The provision of the CBA that was in dispute appears in Exhibit C(vi), “Employees whose health insurance expenses are covered by the spouse’s health benefit plan or by another means (i.e. independent policy) may elect to receive a financial incentive for declining health insurance with the Company.” To be eligible for an opt-out payment, the employee must satisfy two criteria under the agreement: “the employee must have ‘declin[ed] health insurance with the Company; and . . . his or her ‘health insurance expenses are covered by the spouse’s health benefit plan or other means (i.e. independent plan).’” (Id. at 16 (quoting Exhibit C(vi)) (alterations in original).)1 The first criterion of eligibility is satisfied by documentation through which employees covered by NYSHIP could select to decline medical coverage. (Id. at 16.) The parties did not agree on whether the second criterion was satisfied and Arbitrator

Drucker discussed both parties’ arguments in the Arbitration Opinion.
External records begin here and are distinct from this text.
//! # CSV Records
//!
//! Splits cart text into records with the `csv` crate. Validation, line
//! parsing and the loader all read through [`read_rows`], so a document is
//! split the same way everywhere.
//!
//! ## Reader Settings
//! - No header handling: the header is just the first record
//! - Flexible: rows of any length come through, so length defects can be
//!   reported instead of aborting the read
//! - No quoting: a comma always separates cells
//!
//! Blank lines are skipped. Row numbers are physical line indices with the
//! first line as row 0, so they still count skipped lines.

use csv::{ReaderBuilder, StringRecord};

use crate::error::CoreResult;

/// One non-blank record and the line it came from.
#[derive(Debug, Clone, PartialEq, Eq)]
pub struct CsvRow {
    /// Physical line index, first line = 0.
    pub row: usize,
    pub cells: StringRecord,
}

impl CsvRow {
    /// The cells joined back into one line.
    pub fn line(&self) -> String {
        self.cells.iter().collect::<Vec<_>>().join(",")
    }
}

/// Reads every non-blank record of `content`, header included.
pub fn read_rows(content: &str) -> CoreResult<Vec<CsvRow>> {
    let mut reader = ReaderBuilder::new()
        .has_headers(false)
        .flexible(true)
        .quoting(false)
        .from_reader(content.as_bytes());

    let mut rows = Vec::new();
    for result in reader.records() {
        let cells = result?;
        if is_blank(&cells) {
            continue;
        }
        let row = physical_row(content, &cells);
        rows.push(CsvRow { row, cells });
    }

    Ok(rows)
}

/// Data records of a document: everything after the header.
pub fn data_rows(content: &str) -> CoreResult<Vec<CsvRow>> {
    Ok(read_rows(content)?.into_iter().skip(1).collect())
}

/// Line index where `record` starts.
///
/// The reader's position marks where it started reading, which sits before
/// any blank lines it skipped, so those are stepped over here.
fn physical_row(content: &str, record: &StringRecord) -> usize {
    let start = record.position().map_or(0, |pos| pos.byte() as usize);
    let rest = content.get(start..).unwrap_or_default();
    let skipped = rest.len() - rest.trim_start_matches(['\r', '\n']).len();
    content
        .get(..start + skipped)
        .unwrap_or(content)
        .matches('\n')
        .count()
}

fn is_blank(record: &StringRecord) -> bool {
    record.len() == 1 && record.get(0).map_or(true, |cell| cell.trim().is_empty())
}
TWU argued that the second criterion was satisfied because the employees over the age of 55 were covered by “another means” through NYSHIP from their years of service with the MTA. (Id.) Veolia disagreed and argued that the second criterion could not be satisfied because these employees have no “health insurance expenses” because nothing is paid by anyone to NYSHIP for their coverage. (Id.) Veolia also argued that the term “independent policy” should be interpreted to describe “another means” and therefore cannot apply to the NYSHIP coverage. (Id. at 17.)

1 Page numbers refer to pagination assigned by the Court’s Electronic Case Filing system. After determining the threshold question of the timeliness of TWU’s grievance, (Id. at 15), Arbitrator Drucker found “that the former MTA . . .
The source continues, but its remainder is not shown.